Let $F^{(B)}$ be the set of all $B$-tuples $(\alpha_b)_{b \in B}$ of elements of $F$ such that $\{b \in B : \alpha_b \neq 0\}$ is a finite set.

Then $B$ is a basis for $V$ if and only if for all $v \in V$ there exists a unique $(\alpha_b)_{b \in B} \in F^{(B)}$ such that $$ v = \sum_{b \in B} \alpha_bb. $$ In the case of $B = \{v_1,\dots,v_n\}$ we have that $F^{(B)} = \{(\alpha_{v_1},\dots,\alpha_{v_n}) : \alpha_{v_1},\dots,\alpha_{v_n} \in F\} = F^n$.

Answer 3

It won't change, here is the definition from Wikipedia.

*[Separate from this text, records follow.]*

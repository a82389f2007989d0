//! Duplicate-suppression rate limiter with an optional global sliding window
//! (spec §3 `RateLimiterState` / §4.1).
//!
//! Algorithm ported from `MessageRateLimiter.should_send`: per-key
//! `(last_time, count)` pairs, a message is blocked once `count` reaches
//! `max_duplicates` inside `timeout` seconds of the last send, and resets
//! once `timeout` has elapsed. A global count/window pair, if configured,
//! is checked first and is independent of per-key state.

use std::collections::HashMap;
use std::time::{Duration, Instant};

use parking_lot::Mutex;

use crate::constants::{
    DEFAULT_RATE_LIMIT_CLEANUP_INTERVAL_SECS, DEFAULT_RATE_LIMIT_MAX_DUPLICATES,
    DEFAULT_RATE_LIMIT_TIMEOUT_SECS,
};

#[derive(Debug, Clone)]
pub struct RateLimiterConfig {
    pub timeout: Duration,
    pub max_duplicates: u32,
    pub cleanup_interval: Duration,
    pub global_limit: Option<GlobalLimit>,
}

#[derive(Debug, Clone, Copy)]
pub struct GlobalLimit {
    pub count: usize,
    pub window: Duration,
}

impl Default for RateLimiterConfig {
    fn default() -> Self {
        Self {
            timeout: Duration::from_secs(DEFAULT_RATE_LIMIT_TIMEOUT_SECS),
            max_duplicates: DEFAULT_RATE_LIMIT_MAX_DUPLICATES,
            cleanup_interval: Duration::from_secs(DEFAULT_RATE_LIMIT_CLEANUP_INTERVAL_SECS),
            global_limit: None,
        }
    }
}

#[derive(Debug, Clone, Copy)]
struct Entry {
    last_time: Instant,
    count: u32,
}

/// Per-message-type stats snapshot (spec §4.1 `get_stats`).
#[derive(Debug, Clone, Copy, PartialEq)]
pub struct RateLimitStats {
    pub last_sent: Instant,
    pub count: u32,
    pub blocked: bool,
}

struct State {
    messages: HashMap<String, Entry>,
    last_cleanup: Instant,
    recent_global: Vec<Instant>,
}

/// Thread-safe rate limiter; one instance is shared (via `Arc`) across
/// every place that decides whether to emit a message or dispatch event.
pub struct RateLimiter {
    config: RateLimiterConfig,
    state: Mutex<State>,
}

impl RateLimiter {
    pub fn new(config: RateLimiterConfig) -> Self {
        Self {
            config,
            state: Mutex::new(State {
                messages: HashMap::new(),
                last_cleanup: Instant::now(),
                recent_global: Vec::new(),
            }),
        }
    }

    fn key(message: &str, message_type: Option<&str>) -> String {
        match message_type {
            Some(t) => format!("{t}:{message}"),
            None => message.to_string(),
        }
    }

    /// Returns `true` if the message may be sent, updating internal counters
    /// as a side effect regardless of the outcome (matches the original:
    /// a blocked duplicate still increments its count).
    pub fn should_send(&self, message: &str, message_type: Option<&str>) -> bool {
        let now = Instant::now();
        let key = Self::key(message, message_type);
        let mut state = self.state.lock();

        if let Some(global) = self.config.global_limit {
            state.recent_global.retain(|t| now.duration_since(*t) < global.window);
            if state.recent_global.len() >= global.count {
                return false;
            }
        }

        if now.duration_since(state.last_cleanup) > self.config.cleanup_interval {
            self.cleanup_locked(&mut state, now);
        }

        let allowed = match state.messages.get(&key).copied() {
            Some(entry) => {
                if entry.count >= self.config.max_duplicates
                    && now.duration_since(entry.last_time) < self.config.timeout
                {
                    state.messages.insert(key, Entry { last_time: entry.last_time, count: entry.count + 1 });
                    false
                } else if now.duration_since(entry.last_time) >= self.config.timeout {
                    state.messages.insert(key, Entry { last_time: now, count: 1 });
                    true
                } else {
                    state.messages.insert(key, Entry { last_time: entry.last_time, count: entry.count + 1 });
                    true
                }
            }
            None => {
                state.messages.insert(key, Entry { last_time: now, count: 1 });
                true
            }
        };

        if allowed && self.config.global_limit.is_some() {
            state.recent_global.push(now);
        }

        allowed
    }

    fn cleanup_locked(&self, state: &mut State, now: Instant) {
        state
            .messages
            .retain(|_, entry| now.duration_since(entry.last_time) <= self.config.cleanup_interval);
        state.last_cleanup = now;
    }

    /// Explicit cleanup entry point for callers that run their own timer
    /// instead of relying on the lazy check inside `should_send`.
    pub fn cleanup(&self) {
        let now = Instant::now();
        let mut state = self.state.lock();
        self.cleanup_locked(&mut state, now);
    }

    pub fn get_stats(&self, message: &str, message_type: Option<&str>) -> Option<RateLimitStats> {
        let key = Self::key(message, message_type);
        let state = self.state.lock();
        let entry = state.messages.get(&key)?;
        let blocked = entry.count > self.config.max_duplicates
            && Instant::now().duration_since(entry.last_time) < self.config.timeout;
        Some(RateLimitStats {
            last_sent: entry.last_time,
            count: entry.count,
            blocked,
        })
    }
}

#[cfg(test)]
mod tests {
    use super::*;
    use std::thread::sleep;

    fn limiter(timeout_ms: u64, max_duplicates: u32) -> RateLimiter {
        RateLimiter::new(RateLimiterConfig {
            timeout: Duration::from_millis(timeout_ms),
            max_duplicates,
            cleanup_interval: Duration::from_secs(60),
            global_limit: None,
        })
    }

    #[test]
    fn first_send_always_allowed() {
        let rl = limiter(300_000, 1);
        assert!(rl.should_send("hello", None));
    }

    #[test]
    fn duplicate_within_window_blocked_after_max() {
        let rl = limiter(300_000, 1);
        assert!(rl.should_send("hello", None));
        assert!(!rl.should_send("hello", None));
        assert!(!rl.should_send("hello", None));
    }

    #[test]
    fn duplicate_allowed_again_after_timeout() {
        let rl = limiter(20, 1);
        assert!(rl.should_send("hello", None));
        assert!(!rl.should_send("hello", None));
        sleep(Duration::from_millis(40));
        assert!(rl.should_send("hello", None));
    }

    #[test]
    fn message_type_partitions_the_key_space() {
        let rl = limiter(300_000, 1);
        assert!(rl.should_send("hello", Some("chat")));
        assert!(rl.should_send("hello", Some("system")));
        assert!(!rl.should_send("hello", Some("chat")));
    }

    #[test]
    fn max_duplicates_above_one_allows_that_many() {
        let rl = limiter(300_000, 3);
        assert!(rl.should_send("x", None));
        assert!(rl.should_send("x", None));
        assert!(rl.should_send("x", None));
        assert!(!rl.should_send("x", None));
    }

    #[test]
    fn global_limit_blocks_regardless_of_key() {
        let rl = RateLimiter::new(RateLimiterConfig {
            timeout: Duration::from_secs(300),
            max_duplicates: 100,
            cleanup_interval: Duration::from_secs(60),
            global_limit: Some(GlobalLimit { count: 2, window: Duration::from_secs(60) }),
        });
        assert!(rl.should_send("a", None));
        assert!(rl.should_send("b", None));
        assert!(!rl.should_send("c", None));
    }

    #[test]
    fn get_stats_reports_blocked_state() {
        let rl = limiter(300_000, 1);
        assert!(rl.get_stats("hello", None).is_none());
        rl.should_send("hello", None);
        rl.should_send("hello", None);
        let stats = rl.get_stats("hello", None).unwrap();
        assert_eq!(stats.count, 2);
        assert!(stats.blocked);
    }
}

For exmaple, consider field of all polynomial with coefficients in $\mathbb{N}$, denote it as $P$. Consider $B=\{1,x,x^2,\ldots\}$ which is infinite. $\forall p(x)\in P$, $p(x)$ has form of $a_nx^n+\cdots+a_{1}x+a_0$ for some unique $a_n,\ldots,a_0\in\mathbb{N}$. In addition, $B$ is linearly independent, so $B$ is a basis.

From the example, we can see that the definition can be also applied to infinite dimension.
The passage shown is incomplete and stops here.